Nicola Luisotti, una dirección musical exquisita
Bajo la batuta del maestro Nicola Luisotti, la Orquesta del Teatro Real se mostró en plena forma. Luisotti dirigió con una energía vibrante y una sensibilidad que supo adaptarse a las múltiples capas de la partitura de Cilea. Desde los pasajes más ligeros y juguetones hasta los momentos de mayor tensión dramática, la orquesta fue capaz de seguir cada matiz de las emociones desplegadas en escena, nunca avasallando a los cantantes, sino sosteniéndolos y complementándolos con una musicalidad exquisita. Los interludios orquestales fueron particularmente sublimes, y la conexión entre foso y escenario se mantuvo firme a lo largo de toda la representación, lo que permitió que la música fluyera con una coherencia y una intensidad emocional inigualables.

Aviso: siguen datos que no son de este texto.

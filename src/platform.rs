//! OS backend capability interface: the engine itself is concrete, only
//! the backend is polymorphic, split across `cfg(unix)`/`cfg(windows)`
//! raw-FFI modules that provide the file-backed shared mapping plus
//! byte-range locking and protection the composite cache needs.

#[cfg(unix)]
pub mod unix;
#[cfg(windows)]
pub mod windows;

use std::io;
use std::path::Path;

/// Page protection requested for a byte range of the mapping.
#[derive(Debug, Clone, Copy, PartialEq, Eq)]
pub enum Protection {
    ReadOnly,
    ReadWrite,
    NoAccess,
}

/// Whether a byte-range lock is exclusive (write) or shared (read).
#[derive(Debug, Clone, Copy, PartialEq, Eq)]
pub enum LockKind {
    Shared,
    Exclusive,
}

/// Result of a non-blocking lock attempt, distinguishing "would block on a
/// lock held elsewhere" from "would deadlock against this process's own
/// held locks" so callers can apply the EDEADLK recovery policy only to
/// the latter.
#[derive(Debug, Clone, Copy, PartialEq, Eq)]
pub enum LockOutcome {
    Acquired,
    WouldBlock,
    WouldDeadlock,
}

/// An open cache file, opaque to everything above [`OsBackend`].
#[cfg(unix)]
pub struct RawHandle(pub std::os::unix::io::RawFd);
#[cfg(windows)]
pub struct RawHandle(pub std::os::windows::io::RawHandle);

#[cfg(unix)]
unsafe impl Send for RawHandle {}
#[cfg(unix)]
unsafe impl Sync for RawHandle {}
#[cfg(windows)]
unsafe impl Send for RawHandle {}
#[cfg(windows)]
unsafe impl Sync for RawHandle {}

/// The capability set the engine needs from the host OS. The engine holds
/// one `&'static dyn OsBackend` and never branches on `cfg(unix)`/
/// `cfg(windows)` itself — only this trait's implementations do.
pub trait OsBackend: Send + Sync {
    fn page_size(&self) -> usize;

    /// Open (creating if absent) the backing file and ensure it is exactly
    /// `total_bytes` long.
    fn create_or_open(&self, path: &Path, total_bytes: u64) -> io::Result<RawHandle>;

    /// Map the first `len` bytes of `handle` into this process, shared with
    /// every other attacher of the same file.
    ///
    /// # Safety
    /// `handle` must stay alive (not closed) for as long as the returned
    /// mapping is in use; `len` must not exceed the file's length.
    unsafe fn map(&self, handle: &RawHandle, len: usize) -> io::Result<*mut u8>;

    /// # Safety
    /// `ptr`/`len` must describe a live mapping created by [`Self::map`].
    unsafe fn unmap(&self, ptr: *mut u8, len: usize) -> io::Result<()>;

    /// # Safety
    /// `ptr`/`len` must lie within a live mapping.
    unsafe fn protect(&self, ptr: *mut u8, len: usize, prot: Protection) -> io::Result<()>;

    /// Flush dirty pages in `[ptr, ptr+len)` to the backing file.
    ///
    /// # Safety
    /// `ptr`/`len` must lie within a live mapping.
    unsafe fn msync(&self, ptr: *mut u8, len: usize) -> io::Result<()>;

    /// Attempt to acquire a byte-range lock without blocking.
    fn try_lock_range(
        &self,
        handle: &RawHandle,
        offset: u64,
        len: u64,
        kind: LockKind,
    ) -> io::Result<LockOutcome>;

    /// Acquire a byte-range lock, blocking until it is available.
    fn lock_range_blocking(
        &self,
        handle: &RawHandle,
        offset: u64,
        len: u64,
        kind: LockKind,
    ) -> io::Result<()>;

    fn unlock_range(&self, handle: &RawHandle, offset: u64, len: u64) -> io::Result<()>;

    /// Remove the cache file from the filesystem.
    fn destroy(&self, path: &Path) -> io::Result<()>;

    /// True if this process can retract a protection change it previously
    /// applied to its own mapping without re-attaching. Always true on
    /// Unix; false on Windows, where the first unprotect of a newly
    /// attached view needs a one-shot workaround (see `platform::windows`).
    fn supports_repeated_unprotect(&self) -> bool {
        true
    }
}

#[cfg(unix)]
pub type Backend = unix::UnixBackend;
#[cfg(windows)]
pub type Backend = windows::WindowsBackend;

/// The process-wide backend instance.
pub fn backend() -> &'static Backend {
    #[cfg(unix)]
    {
        &unix::UnixBackend
    }
    #[cfg(windows)]
    {
        &windows::WindowsBackend
    }
}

Luisotti vivió cada nota, al igual que el público, que lo demostró con una gran ovación.
Así, el debut de “Adriana Lecouvreur” en el Teatro Real queda en la historia, no solo por la fastuosidad del evento, sino por la calidad artística de una producción que supo deslumbrar en todos los aspectos. Entonces y ahora. Con una puesta en escena arrebatadora, voces sublimes y una dirección orquestal magistral, la ópera de Cilea recibió el tratamiento que merece. Pero si hubo una razón por la que esta noche fue excepcional, esa fue, sin duda, Ermonela Jaho, cuya interpretación de Adriana trascendió el arte y tocó lo sublime de las fibras de la sensibilidad. Como en un gran baile de debutantes, la noche perteneció a una sola estrella, y el público, como una corte embelesada, la aclamó con justicia.